29 June 2010Psalm 125
"Do good, O Lord, to those who are good, and to those who are upright in their hearts." (v.4)
"Righteous" is one of those 'religious' words that we often find
in hymns, prayers and, of course, the Bible. In Christian language
it has come to have all kinds of complicated meanings to do with an
individual's status before God (such as "being declared righteous
through faith"). But in the Bible it tended to have a much simpler
meaning. The righteous do what is right, rather than what is wrong.
God is righteous, because God does what is right. God's people are
called to be righteous.
So, therefore, the 'unrighteous' are "the wicked" and "evildoers". And for the purposes of this psalm, the wicked are those who don't live in Judea or worship in Jerusalem.
This psalm or Song of Ascents would have been sung by processions going up to the Temple in Jerusalem, reminding the people that God was protecting them from their enemies. The northern kingdom of Israel, with its wicked kings, may have fallen to its enemies, but Judah was secure. Other tribes may have "turned aside to their own crooked ways" and as a result been led "away with evildoers", but God would "do good ... to those who are good" and who are "upright in their hearts". At least, that was the theory.

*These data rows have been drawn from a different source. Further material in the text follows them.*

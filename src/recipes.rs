//! Typed recipe operations over the authenticated gateway.

use reqwest::Method;
use serde::{Deserialize, Deserializer, Serialize};
use tracing::info;

use crate::error::{ClientError, ClientResult};
use crate::gateway::AuthenticatedGateway;
use crate::identity::{SessionStore, ROLE_ADMIN};

pub const RECIPES_PATH: &str = "/api/recipes";
pub const MY_RECIPES_PATH: &str = "/api/recipes/my-recipes";
pub const CATEGORIES_PATH: &str = "/api/recipes/categories";
pub const SEARCH_PATH: &str = "/api/recipes/search/advanced";

/// How many recipes the dashboard lists as recent.
pub const RECENT_LIMIT: usize = 5;

fn null_as_default<'de, D, T>(d: D) -> Result<T, D::Error>
where
    D: Deserializer<'de>,
    T: Default + Deserialize<'de>,
{
    Ok(Option::<T>::deserialize(d)?.unwrap_or_default())
}

#[derive(Debug, Clone, Default, Serialize, Deserialize, PartialEq, Eq)]
#[serde(rename_all = "camelCase")]
pub struct Recipe {
    #[serde(default, deserialize_with = "null_as_default")]
    pub id: String,
    #[serde(default, deserialize_with = "null_as_default")]
    pub title: String,
    #[serde(default, deserialize_with = "null_as_default")]
    pub ingredients: Vec<String>,
    #[serde(default, deserialize_with = "null_as_default")]
    pub instructions: String,
    /// Minutes.
    #[serde(default)]
    pub cooking_time: Option<u32>,
    #[serde(default, deserialize_with = "null_as_default")]
    pub category: String,
    #[serde(default)]
    pub created_by: Option<String>,
}

/// Body of a create or update call.
#[derive(Debug, Clone, Default, Serialize, Deserialize, PartialEq, Eq)]
#[serde(rename_all = "camelCase")]
pub struct RecipeDraft {
    pub title: String,
    pub ingredients: Vec<String>,
    pub instructions: String,
    pub cooking_time: u32,
    pub category: String,
}

impl RecipeDraft {
    /// One ingredient per line; surrounding whitespace and blank lines dropped.
    pub fn parse_ingredients(text: &str) -> Vec<String> {
        text.lines().map(str::trim).filter(|l| !l.is_empty()).map(str::to_string).collect()
    }

    pub fn validate(&self) -> ClientResult<()> {
        if self.title.trim().is_empty() {
            return Err(ClientError::validation("Title is required"));
        }
        if self.category.trim().is_empty() {
            return Err(ClientError::validation("Category is required"));
        }
        if !self.ingredients.iter().any(|i| !i.trim().is_empty()) {
            return Err(ClientError::validation("At least one ingredient is required"));
        }
        if self.instructions.trim().is_empty() {
            return Err(ClientError::validation("Instructions are required"));
        }
        if self.cooking_time < 1 {
            return Err(ClientError::validation("Cooking time must be at least 1 minute"));
        }
        Ok(())
    }
}

impl From<&Recipe> for RecipeDraft {
    fn from(r: &Recipe) -> Self {
        Self {
            title: r.title.clone(),
            ingredients: r.ingredients.clone(),
            instructions: r.instructions.clone(),
            cooking_time: r.cooking_time.unwrap_or_default(),
            category: r.category.clone(),
        }
    }
}

#[derive(Debug, Clone, Default, PartialEq, Eq)]
pub struct SearchCriteria {
    pub title: Option<String>,
    pub category: Option<String>,
    pub max_cooking_time: Option<u32>,
    pub ingredient: Option<String>,
}

impl SearchCriteria {
    pub fn is_empty(&self) -> bool {
        self.query_string().is_empty()
    }

    /// Only criteria that are set (and not blank) are emitted, in a fixed order.
    pub fn query_string(&self) -> String {
        let mut params: Vec<(&str, String)> = Vec::new();
        let text = |v: &Option<String>| v.as_deref().map(str::trim).filter(|s| !s.is_empty()).map(str::to_string);
        if let Some(t) = text(&self.title) { params.push(("title", t)); }
        if let Some(c) = text(&self.category) { params.push(("category", c)); }
        if let Some(m) = self.max_cooking_time.filter(|m| *m > 0) { params.push(("maxCookingTime", m.to_string())); }
        if let Some(i) = text(&self.ingredient) { params.push(("ingredient", i)); }
        params
            .iter()
            .map(|(k, v)| format!("{}={}", k, urlencoding::encode(v)))
            .collect::<Vec<_>>()
            .join("&")
    }

    pub fn path(&self) -> String {
        let qs = self.query_string();
        if qs.is_empty() { SEARCH_PATH.to_string() } else { format!("{}?{}", SEARCH_PATH, qs) }
    }
}

fn recipe_path(id: &str) -> String {
    format!("{}/{}", RECIPES_PATH, urlencoding::encode(id))
}

/// Result of the dashboard's three concurrent fetches; each part fails on its own.
#[derive(Debug)]
pub struct Dashboard {
    pub all: ClientResult<Vec<Recipe>>,
    pub mine: ClientResult<Vec<Recipe>>,
    pub categories: ClientResult<Vec<String>>,
}

impl Dashboard {
    pub fn total(&self) -> Option<usize> { self.all.as_ref().ok().map(Vec::len) }
    pub fn mine_count(&self) -> Option<usize> { self.mine.as_ref().ok().map(Vec::len) }
    pub fn category_count(&self) -> Option<usize> { self.categories.as_ref().ok().map(Vec::len) }

    pub fn recent(&self) -> Vec<Recipe> {
        self.all.as_ref().map(|all| recent_recipes(all, RECENT_LIMIT)).unwrap_or_default()
    }

    /// Whether any part was rejected with 401; the session is already gone then.
    pub fn expired(&self) -> bool {
        [self.all.as_ref().err(), self.mine.as_ref().err(), self.categories.as_ref().err()]
            .into_iter()
            .flatten()
            .any(|e| *e == ClientError::SessionExpired)
    }

    /// First failure, for callers that show a single notification.
    pub fn first_error(&self) -> Option<&ClientError> {
        self.all.as_ref().err()
            .or_else(|| self.mine.as_ref().err())
            .or_else(|| self.categories.as_ref().err())
    }
}

#[derive(Debug)]
pub struct AdminOverview {
    pub total_recipes: ClientResult<usize>,
    pub categories: ClientResult<usize>,
}

impl AdminOverview {
    pub fn expired(&self) -> bool {
        [self.total_recipes.as_ref().err(), self.categories.as_ref().err()]
            .into_iter()
            .flatten()
            .any(|e| *e == ClientError::SessionExpired)
    }
}

/// Newest first by id, capped at `limit`.
pub fn recent_recipes(all: &[Recipe], limit: usize) -> Vec<Recipe> {
    let mut sorted: Vec<Recipe> = all.to_vec();
    sorted.sort_by(|a, b| b.id.cmp(&a.id));
    sorted.truncate(limit);
    sorted
}

/// Whether to offer edit/delete for `recipe`. Advisory only; the service decides.
pub fn can_modify(session: &SessionStore, recipe: &Recipe) -> bool {
    if session.has_role(ROLE_ADMIN) {
        return true;
    }
    match (session.username(), recipe.created_by.as_deref()) {
        (Some(me), Some(owner)) => me == owner,
        _ => false,
    }
}

#[derive(Clone)]
pub struct RecipeApi {
    gateway: AuthenticatedGateway,
}

impl RecipeApi {
    pub fn new(gateway: AuthenticatedGateway) -> Self { Self { gateway } }

    pub fn gateway(&self) -> &AuthenticatedGateway { &self.gateway }

    pub async fn list_all(&self) -> ClientResult<Vec<Recipe>> {
        self.gateway.get_json(RECIPES_PATH).await
    }

    pub async fn list_mine(&self) -> ClientResult<Vec<Recipe>> {
        self.gateway.get_json(MY_RECIPES_PATH).await
    }

    pub async fn categories(&self) -> ClientResult<Vec<String>> {
        self.gateway.get_json(CATEGORIES_PATH).await
    }

    pub async fn get(&self, id: &str) -> ClientResult<Recipe> {
        self.gateway.get_json(&recipe_path(id)).await
    }

    pub async fn create(&self, draft: &RecipeDraft) -> ClientResult<Recipe> {
        draft.validate()?;
        let created: Recipe = self.gateway.send_json(RECIPES_PATH, Method::POST, draft).await?;
        info!(target: "recipebox::recipes", id = %created.id, title = %created.title, "recipe created");
        Ok(created)
    }

    pub async fn update(&self, id: &str, draft: &RecipeDraft) -> ClientResult<Recipe> {
        draft.validate()?;
        let updated: Recipe = self.gateway.send_json(&recipe_path(id), Method::PUT, draft).await?;
        info!(target: "recipebox::recipes", id = %id, "recipe updated");
        Ok(updated)
    }

    pub async fn delete(&self, id: &str) -> ClientResult<()> {
        self.gateway.request(&recipe_path(id), Method::DELETE, None).await?;
        info!(target: "recipebox::recipes", id = %id, "recipe deleted");
        Ok(())
    }

    /// Refused locally when no criterion is set.
    pub async fn search(&self, criteria: &SearchCriteria) -> ClientResult<Vec<Recipe>> {
        if criteria.is_empty() {
            return Err(ClientError::validation("Please enter at least one search criterion"));
        }
        self.gateway.get_json(&criteria.path()).await
    }

    pub async fn dashboard(&self) -> Dashboard {
        let (all, mine, categories) = tokio::join!(self.list_all(), self.list_mine(), self.categories());
        Dashboard { all, mine, categories }
    }

    /// Admin counters; refused locally without the administrator role.
    pub async fn admin_overview(&self) -> ClientResult<AdminOverview> {
        if !self.gateway.session().has_role(ROLE_ADMIN) {
            return Err(ClientError::forbidden("You do not have permission to access the admin area"));
        }
        let (all, categories) = tokio::join!(self.list_all(), self.categories());
        Ok(AdminOverview {
            total_recipes: all.map(|v| v.len()),
            categories: categories.map(|v| v.len()),
        })
    }
}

While the north suffered and the south flourished, this simple theology served Judah well and encouraged people to do what was right. That happy situation was not to last, though: 125 years after the fall of the northern kingdom of Israel to the Assyrians, Judah was to suffer a similar - even a worse - fate at the hands of the Babylonians. Doing the right thing is certainly what God requires of God's people, but it's no guarantee that nothing bad will ever happen to them.
Righteous means 'doing what is right'. Do you agree? Why?
How can those who know they are righteous avoid seeming smug?
How do we explain why God does not always seem to do good to those who are good?